### [What needs to be done]
Would you please repeat the data exactly as given?

::: Recorded information :::

impl FutureValue {
    pub fn new() -> Arc<Self> {
        Arc::new(Self::default())
    }

    /// Creates an already-completed future. Used by `sync` on the main
    /// thread and by tests.
    pub fn completed(value: Value) -> Arc<Self> {
        let f = Self::new();
        f.complete(value);
        f
    }

    /// The token handed to the child interpreter running this task.
    pub fn cancel_token(&self) -> &CancelToken {
        &self.cancel
    }

    pub fn complete(&self, value: Value) {
        let mut state = self.state.lock();
        if matches!(*state, FutureState::Pending) {
            *state = FutureState::Done(value);
        }
        self.cond.notify_all();
    }

    pub fn fail(&self, err: RunError) {
        let (raise, catchable) = error_parts(err);
        let mut state = self.state.lock();
        if matches!(*state, FutureState::Pending) {
            *state = FutureState::Failed { raise, catchable };
        }
        self.cond.notify_all();
    }

    /// Cooperative cancellation: flags the child's token and marks the handle
    /// cancelled if it never completed.
    pub fn cancel(&self) {
        self.cancel.cancel();
        let mut state = self.state.lock();
        if matches!(*state, FutureState::Pending) {
            *state = FutureState::Cancelled;
        }
        self.cond.notify_all();
    }

    pub fn is_terminal(&self) -> bool {
        !matches!(*self.state.lock(), FutureState::Pending)
    }

    /// Snapshot of the completion value, if completed successfully.
    pub fn peek_done(&self) -> Option<Value> {
        match &*self.state.lock() {
            FutureState::Done(v) => Some(v.clone()),
            _ => None,
        }
    }

    fn state_result(state: &FutureState) -> Option<RunResult<Value>> {
        match state {
            FutureState::Pending => None,
            FutureState::Done(v) => Some(Ok(v.clone())),
            FutureState::Failed { raise, catchable } => Some(Err(if *catchable {
                RunError::Exc(raise.clone())
            } else {
                RunError::Uncatchable(raise.clone())
            })),
            FutureState::Cancelled => Some(Err(RunError::exc(
                ExcKind::Interrupted,
                "awaited task was cancelled",
            ))),
        }
    }

    /// `Deferred.await`: blocks until completion, re-raising child failure in
    /// the waiting task.
    pub fn await_value(&self, waiter: &CancelToken) -> RunResult<Value> {
        let mut state = self.state.lock();
        loop {
            if let Some(result) = Self::state_result(&state) {
                return result;
            }
            waiter.check()?;
            self.cond.wait_for(&mut state, WAIT_POLL);
        }
    }

    /// `Job.join`: waits for a terminal state, ignoring value and failure.
    pub fn join(&self, waiter: &CancelToken) -> RunResult<()> {
        let mut state = self.state.lock();
        while matches!(*state, FutureState::Pending) {
            waiter.check()?;
            self.cond.wait_for(&mut state, WAIT_POLL);
        }
        Ok(())
    }

    /// Await with a deadline; raises catchable `Timeout` on expiry without
    /// touching the task (the caller decides whether to cancel).
    pub fn await_timeout(&self, ms: u64, waiter: &CancelToken) -> RunResult<Value> {
        let deadline = Instant::now() + Duration::from_millis(ms);
        let mut state = self.state.lock();
        loop {
            if let Some(result) = Self::state_result(&state) {
                return result;
            }
            waiter.check()?;
            let now = Instant::now();
            if now >= deadline {
                return Err(RunError::exc(ExcKind::Timeout, format!("timed out after {ms} ms")));
            }
            self.cond.wait_for(&mut state, WAIT_POLL.min(deadline - now));
        }
    }

    /// The child's failure, if it failed. Used by strict scopes to propagate
    /// the first error after join.
    fn failure(&self) -> Option<(Box<Raise>, bool)> {
        match &*self.state.lock() {
            FutureState::Failed { raise, catchable } => Some((raise.clone(), *catchable)),
            _ => None,
        }
    }
}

:::

### [Answer space]
impl FutureValue {
    pub fn new() -> Arc<Self> {
        Arc::new(Self::default())
    }

    /// Creates an already-completed future. Used by `sync` on the main
    /// thread and by tests.
    pub fn completed(value: Value) -> Arc<Self> {
        let f = Self::new();
        f.complete(value);
        f
    }

    /// The token handed to the child interpreter running this task.
    pub fn cancel_token(&self) -> &CancelToken {
        &self.cancel
    }

    pub fn complete(&self, value: Value) {
        let mut state = self.state.lock();
        if matches!(*state, FutureState::Pending) {
            *state = FutureState::Done(value);
        }
        self.cond.notify_all();
    }

    pub fn fail(&self, err: RunError) {
        let (raise, catchable) = error_parts(err);
        let mut state = self.state.lock();
        if matches!(*state, FutureState::Pending) {
            *state = FutureState::Failed { raise, catchable };
        }
        self.cond.notify_all();
    }

    /// Cooperative cancellation: flags the child's token and marks the handle
    /// cancelled if it never completed.
    pub fn cancel(&self) {
        self.cancel.cancel();
        let mut state = self.state.lock();
        if matches!(*state, FutureState::Pending) {
            *state = FutureState::Cancelled;
        }
        self.cond.notify_all();
    }

    pub fn is_terminal(&self) -> bool {
        !matches!(*self.state.lock(), FutureState::Pending)
    }

    /// Snapshot of the completion value, if completed successfully.
    pub fn peek_done(&self) -> Option<Value> {
        match &*self.state.lock() {
            FutureState::Done(v) => Some(v.clone()),
            _ => None,
        }
    }

    fn state_result(state: &FutureState) -> Option<RunResult<Value>> {
        match state {
            FutureState::Pending => None,
            FutureState::Done(v) => Some(Ok(v.clone())),
            FutureState::Failed { raise, catchable } => Some(Err(if *catchable {
                RunError::Exc(raise.clone())
            } else {
                RunError::Uncatchable(raise.clone())
            })),
            FutureState::Cancelled => Some(Err(RunError::exc(
                ExcKind::Interrupted,
                "awaited task was cancelled",
            ))),
        }
    }

    /// `Deferred.await`: blocks until completion, re-raising child failure in
    /// the waiting task.
    pub fn await_value(&self, waiter: &CancelToken) -> RunResult<Value> {
        let mut state = self.state.lock();
        loop {
            if let Some(result) = Self::state_result(&state) {
                return result;
            }
            waiter.check()?;
            self.cond.wait_for(&mut state, WAIT_POLL);
        }
    }

    /// `Job.join`: waits for a terminal state, ignoring value and failure.
    pub fn join(&self, waiter: &CancelToken) -> RunResult<()> {
        let mut state = self.state.lock();
        while matches!(*state, FutureState::Pending) {
            waiter.check()?;
            self.cond.wait_for(&mut state, WAIT_POLL);
        }
        Ok(())
    }

    /// Await with a deadline; raises catchable `Timeout` on expiry without
    /// touching the task (the caller decides whether to cancel).
    pub fn await_timeout(&self, ms: u64, waiter: &CancelToken) -> RunResult<Value> {
        let deadline = Instant::now() + Duration::from_millis(ms);
        let mut state = self.state.lock();
        loop {
            if let Some(result) = Self::state_result(&state) {
                return result;
            }
            waiter.check()?;
            let now = Instant::now();
            if now >= deadline {
                return Err(RunError::exc(ExcKind::Timeout, format!("timed out after {ms} ms")));
            }
            self.cond.wait_for(&mut state, WAIT_POLL.min(deadline - now));
        }
    }

    /// The child's failure, if it failed. Used by strict scopes to propagate
    /// the first error after join.
    fn failure(&self) -> Option<(Box<Raise>, bool)> {
        match &*self.state.lock() {
            FutureState::Failed { raise, catchable } => Some((raise.clone(), *catchable)),
            _ => None,
        }
    }
}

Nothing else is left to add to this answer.